## EXERCISE INSTRUCTIONS
Repeat back the entries that follow, keeping every word as it is.

## RECORDS SHOWN
//! Shared CLI output helpers.

use owo_colors::OwoColorize;
use std::fmt::Display;
use tabled::{Table, Tabled};

use crate::domain::{
    EvBreakdown, HedgeBreakdown, KellyBreakdown, Odds, RankedBet, RiskLevel, SlipAssessment,
};
use crate::store::StoredSlip;

const RULE_WIDTH: usize = 56;

/// Print a section header and separator.
pub fn section(title: &str) {
    println!();
    println!("{title}");
    println!("{}", "─".repeat(RULE_WIDTH));
}

/// Print a simple key/value line.
pub fn key_value(label: &str, value: impl Display) {
    println!("{label:<22} {value}");
}

/// Print a successful status line.
pub fn ok(message: &str) {
    println!("{} {message}", "✓".green());
}

/// Print a warning status line.
pub fn warn(message: &str) {
    println!("{} {message}", "⚠".yellow());
}

/// Format a signed money amount, green for positive and red for negative.
fn money(value: f64) -> String {
    let text = format!("{value:+.2}");
    if value > 0.0 {
        text.green().to_string()
    } else if value < 0.0 {
        text.red().to_string()
    } else {
        text
    }
}

/// Render an EV breakdown.
pub fn print_ev(odds: Odds, stake: f64, breakdown: &EvBreakdown) {
    section("Expected value");
    key_value("Odds", format!("{odds} (decimal {:.4})", odds.to_decimal()));
    key_value("Stake", format!("{stake:.2}"));
    key_value(
        "Implied probability",
        format!("{:.2}%", breakdown.implied_probability() * 100.0),
    );
    key_value("Expected value", money(breakdown.expected_value()));
    key_value("EV percent", format!("{:+.2}%", breakdown.ev_percent()));
    println!();
}

/// Render a Kelly breakdown.
pub fn print_kelly(odds: Odds, breakdown: &KellyBreakdown) {
    section("Kelly sizing");
    key_value("Odds", format!("{odds} (decimal {:.4})", odds.to_decimal()));
    key_value(
        "Kelly fraction",
        format!("{:.4} ({:.2}% of bankroll)", breakdown.kelly_fraction(), breakdown.kelly_fraction() * 100.0),
    );
    match breakdown.recommended_stake() {
        Some(stake) => key_value("Recommended stake", format!("{stake:.2}")),
        None => key_value("Recommended stake", "(supply --bankroll)"),
    }
    if breakdown.kelly_fraction() == 0.0 {
        warn("No edge at these odds: the recommended bet is zero");
    }
    println!();
}

/// Render a hedge breakdown.
pub fn print_hedge(stake: f64, breakdown: &HedgeBreakdown) {
    section("Hedge");
    key_value("Original stake", format!("{stake:.2}"));
    key_value("Hedge stake", format!("{:.2}", breakdown.hedge_stake()));
    key_value(
        "If original wins",
        money(breakdown.profit_if_original_wins()),
    );
    key_value("If hedge wins", money(breakdown.profit_if_hedge_wins()));
    key_value("Guaranteed", money(breakdown.guaranteed_profit()));
    println!();
}

fn risk_label(risk: RiskLevel) -> String {
    match risk {
        RiskLevel::Low => risk.to_string().green().to_string(),
        RiskLevel::Medium => risk.to_string().yellow().to_string(),
        RiskLevel::High => risk.to_string().red().to_string(),
    }
}

/// Render a slip assessment with its combined numbers.
pub fn print_slip(
    legs: usize,
    combined_odds: f64,
    combined_probability: f64,
    assessment: &SlipAssessment,
    ev: &EvBreakdown,
    kelly: Option<&KellyBreakdown>,
) {
    section("Slip analysis");
    key_value("Legs", legs);
    key_value("Combined odds", format!("{combined_odds:.4}"));
    key_value(
        "Combined win prob",
        format!("{:.2}%", combined_probability * 100.0),
    );
    key_value("Confidence", assessment.confidence_score());
    key_value("Risk", risk_label(assessment.risk()));
    key_value("Expected value", money(ev.expected_value()));
    if let Some(kelly) = kelly {
        key_value("Kelly fraction", format!("{:.4}", kelly.kelly_fraction()));
        if let Some(stake) = kelly.recommended_stake() {
            key_value("Kelly stake", format!("{stake:.2}"));
        }
    }
    for warning in assessment.warnings() {
        warn(warning);
    }
    println!();
}

#[derive(Tabled)]
struct ScanRow {
    #[tabled(rename = "#")]
    rank: usize,
    #[tabled(rename = "Matchup")]
    matchup: String,
    #[tabled(rename = "Outcome")]
    outcome: String,
    #[tabled(rename = "Book")]
    bookmaker: String,
    #[tabled(rename = "Odds")]
    odds: String,
    #[tabled(rename = "EV")]
    expected_value: String,
    #[tabled(rename = "Edge")]
    edge: String,
    #[tabled(rename = "Score")]
    score: String,
}

/// Render ranked scan results as a table.
pub fn print_ranked(ranked: &[RankedBet]) {
    if ranked.is_empty() {
        println!("No positive-EV quotes on the board.");
        return;
    }

    let rows: Vec<ScanRow> = ranked
        .iter()
        .enumerate()
        .map(|(i, entry)| ScanRow {
            rank: i + 1,
            matchup: entry.bet().matchup().to_string(),
            outcome: entry.bet().outcome().to_string(),
            bookmaker: entry.bet().bookmaker().to_string(),
            odds: format!("{:+}", entry.bet().odds()),
            expected_value: format!("{:+.2}", entry.bet().expected_value()),
            edge: format!("{:+.3}", entry.bet().edge()),
            score: format!("{:.2}", entry.score()),
        })
        .collect();

    let table = Table::new(rows).to_string();
    for line in table.lines() {
        println!("  {line}");
    }
    println!();
    println!(
        "  {} quotes shown; estimates are heuristic, verify before betting",
        ranked.len()
    );
}

#[derive(Tabled)]
struct SlipRow {
    #[tabled(rename = "ID")]
    id: String,
    #[tabled(rename = "Created")]
    created_at: String,
    #[tabled(rename = "Legs")]
    legs: usize,
    #[tabled(rename = "Combined odds")]
    combined_odds: String,
}

/// Render saved slips as a table.
pub fn print_slip_list(slips: &[StoredSlip]) {
    if slips.is_empty() {
        println!("No saved slips.");
        return;
    }

    let rows: Vec<SlipRow> = slips
        .iter()
        .map(|stored| SlipRow {
            id: stored.id.to_string(),
            created_at: stored.created_at.format("%Y-%m-%d %H:%M").to_string(),
            legs: stored.slip.len(),
            combined_odds: format!("{:.2}", stored.slip.combined_decimal_odds()),
        })
        .collect();

    let table = Table::new(rows).to_string();
    for line in table.lines() {
        println!("  {line}");
    }
}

## TASK SOLUTION
//! Shared CLI output helpers.

use owo_colors::OwoColorize;
use std::fmt::Display;
use tabled::{Table, Tabled};

use crate::domain::{
    EvBreakdown, HedgeBreakdown, KellyBreakdown, Odds, RankedBet, RiskLevel, SlipAssessment,
};
use crate::store::StoredSlip;

const RULE_WIDTH: usize = 56;

/// Print a section header and separator.
pub fn section(title: &str) {
    println!();
    println!("{title}");
    println!("{}", "─".repeat(RULE_WIDTH));
}

/// Print a simple key/value line.
pub fn key_value(label: &str, value: impl Display) {
    println!("{label:<22} {value}");
}

/// Print a successful status line.
pub fn ok(message: &str) {
    println!("{} {message}", "✓".green());
}

/// Print a warning status line.
pub fn warn(message: &str) {
    println!("{} {message}", "⚠".yellow());
}

/// Format a signed money amount, green for positive and red for negative.
fn money(value: f64) -> String {
    let text = format!("{value:+.2}");
    if value > 0.0 {
        text.green().to_string()
    } else if value < 0.0 {
        text.red().to_string()
    } else {
        text
    }
}

/// Render an EV breakdown.
pub fn print_ev(odds: Odds, stake: f64, breakdown: &EvBreakdown) {
    section("Expected value");
    key_value("Odds", format!("{odds} (decimal {:.4})", odds.to_decimal()));
    key_value("Stake", format!("{stake:.2}"));
    key_value(
        "Implied probability",
        format!("{:.2}%", breakdown.implied_probability() * 100.0),
    );
    key_value("Expected value", money(breakdown.expected_value()));
    key_value("EV percent", format!("{:+.2}%", breakdown.ev_percent()));
    println!();
}

/// Render a Kelly breakdown.
pub fn print_kelly(odds: Odds, breakdown: &KellyBreakdown) {
    section("Kelly sizing");
    key_value("Odds", format!("{odds} (decimal {:.4})", odds.to_decimal()));
    key_value(
        "Kelly fraction",
        format!("{:.4} ({:.2}% of bankroll)", breakdown.kelly_fraction(), breakdown.kelly_fraction() * 100.0),
    );
    match breakdown.recommended_stake() {
        Some(stake) => key_value("Recommended stake", format!("{stake:.2}")),
        None => key_value("Recommended stake", "(supply --bankroll)"),
    }
    if breakdown.kelly_fraction() == 0.0 {
        warn("No edge at these odds: the recommended bet is zero");
    }
    println!();
}

/// Render a hedge breakdown.
pub fn print_hedge(stake: f64, breakdown: &HedgeBreakdown) {
    section("Hedge");
    key_value("Original stake", format!("{stake:.2}"));
    key_value("Hedge stake", format!("{:.2}", breakdown.hedge_stake()));
    key_value(
        "If original wins",
        money(breakdown.profit_if_original_wins()),
    );
    key_value("If hedge wins", money(breakdown.profit_if_hedge_wins()));
    key_value("Guaranteed", money(breakdown.guaranteed_profit()));
    println!();
}

fn risk_label(risk: RiskLevel) -> String {
    match risk {
        RiskLevel::Low => risk.to_string().green().to_string(),
        RiskLevel::Medium => risk.to_string().yellow().to_string(),
        RiskLevel::High => risk.to_string().red().to_string(),
    }
}

/// Render a slip assessment with its combined numbers.
pub fn print_slip(
    legs: usize,
    combined_odds: f64,
    combined_probability: f64,
    assessment: &SlipAssessment,
    ev: &EvBreakdown,
    kelly: Option<&KellyBreakdown>,
) {
    section("Slip analysis");
    key_value("Legs", legs);
    key_value("Combined odds", format!("{combined_odds:.4}"));
    key_value(
        "Combined win prob",
        format!("{:.2}%", combined_probability * 100.0),
    );
    key_value("Confidence", assessment.confidence_score());
    key_value("Risk", risk_label(assessment.risk()));
    key_value("Expected value", money(ev.expected_value()));
    if let Some(kelly) = kelly {
        key_value("Kelly fraction", format!("{:.4}", kelly.kelly_fraction()));
        if let Some(stake) = kelly.recommended_stake() {
            key_value("Kelly stake", format!("{stake:.2}"));
        }
    }
    for warning in assessment.warnings() {
        warn(warning);
    }
    println!();
}

#[derive(Tabled)]
struct ScanRow {
    #[tabled(rename = "#")]
    rank: usize,
    #[tabled(rename = "Matchup")]
    matchup: String,
    #[tabled(rename = "Outcome")]
    outcome: String,
    #[tabled(rename = "Book")]
    bookmaker: String,
    #[tabled(rename = "Odds")]
    odds: String,
    #[tabled(rename = "EV")]
    expected_value: String,
    #[tabled(rename = "Edge")]
    edge: String,
    #[tabled(rename = "Score")]
    score: String,
}

/// Render ranked scan results as a table.
pub fn print_ranked(ranked: &[RankedBet]) {
    if ranked.is_empty() {
        println!("No positive-EV quotes on the board.");
        return;
    }

    let rows: Vec<ScanRow> = ranked
        .iter()
        .enumerate()
        .map(|(i, entry)| ScanRow {
            rank: i + 1,
            matchup: entry.bet().matchup().to_string(),
            outcome: entry.bet().outcome().to_string(),
            bookmaker: entry.bet().bookmaker().to_string(),
            odds: format!("{:+}", entry.bet().odds()),
            expected_value: format!("{:+.2}", entry.bet().expected_value()),
            edge: format!("{:+.3}", entry.bet().edge()),
            score: format!("{:.2}", entry.score()),
        })
        .collect();

    let table = Table::new(rows).to_string();
    for line in table.lines() {
        println!("  {line}");
    }
    println!();
    println!(
        "  {} quotes shown; estimates are heuristic, verify before betting",
        ranked.len()
    );
}

#[derive(Tabled)]
struct SlipRow {
    #[tabled(rename = "ID")]
    id: String,
    #[tabled(rename = "Created")]
    created_at: String,
    #[tabled(rename = "Legs")]
    legs: usize,
    #[tabled(rename = "Combined odds")]
    combined_odds: String,
}

/// Render saved slips as a table.
pub fn print_slip_list(slips: &[StoredSlip]) {
    if slips.is_empty() {
        println!("No saved slips.");
        return;
    }

    let rows: Vec<SlipRow> = slips
        .iter()
        .map(|stored| SlipRow {
            id: stored.id.to_string(),
            created_at: stored.created_at.format("%Y-%m-%d %H:%M").to_string(),
            legs: stored.slip.len(),
            combined_odds: format!("{:.2}", stored.slip.combined_decimal_odds()),
        })
        .collect();

    let table = Table::new(rows).to_string();
    for line in table.lines() {
        println!("  {line}");
    }
}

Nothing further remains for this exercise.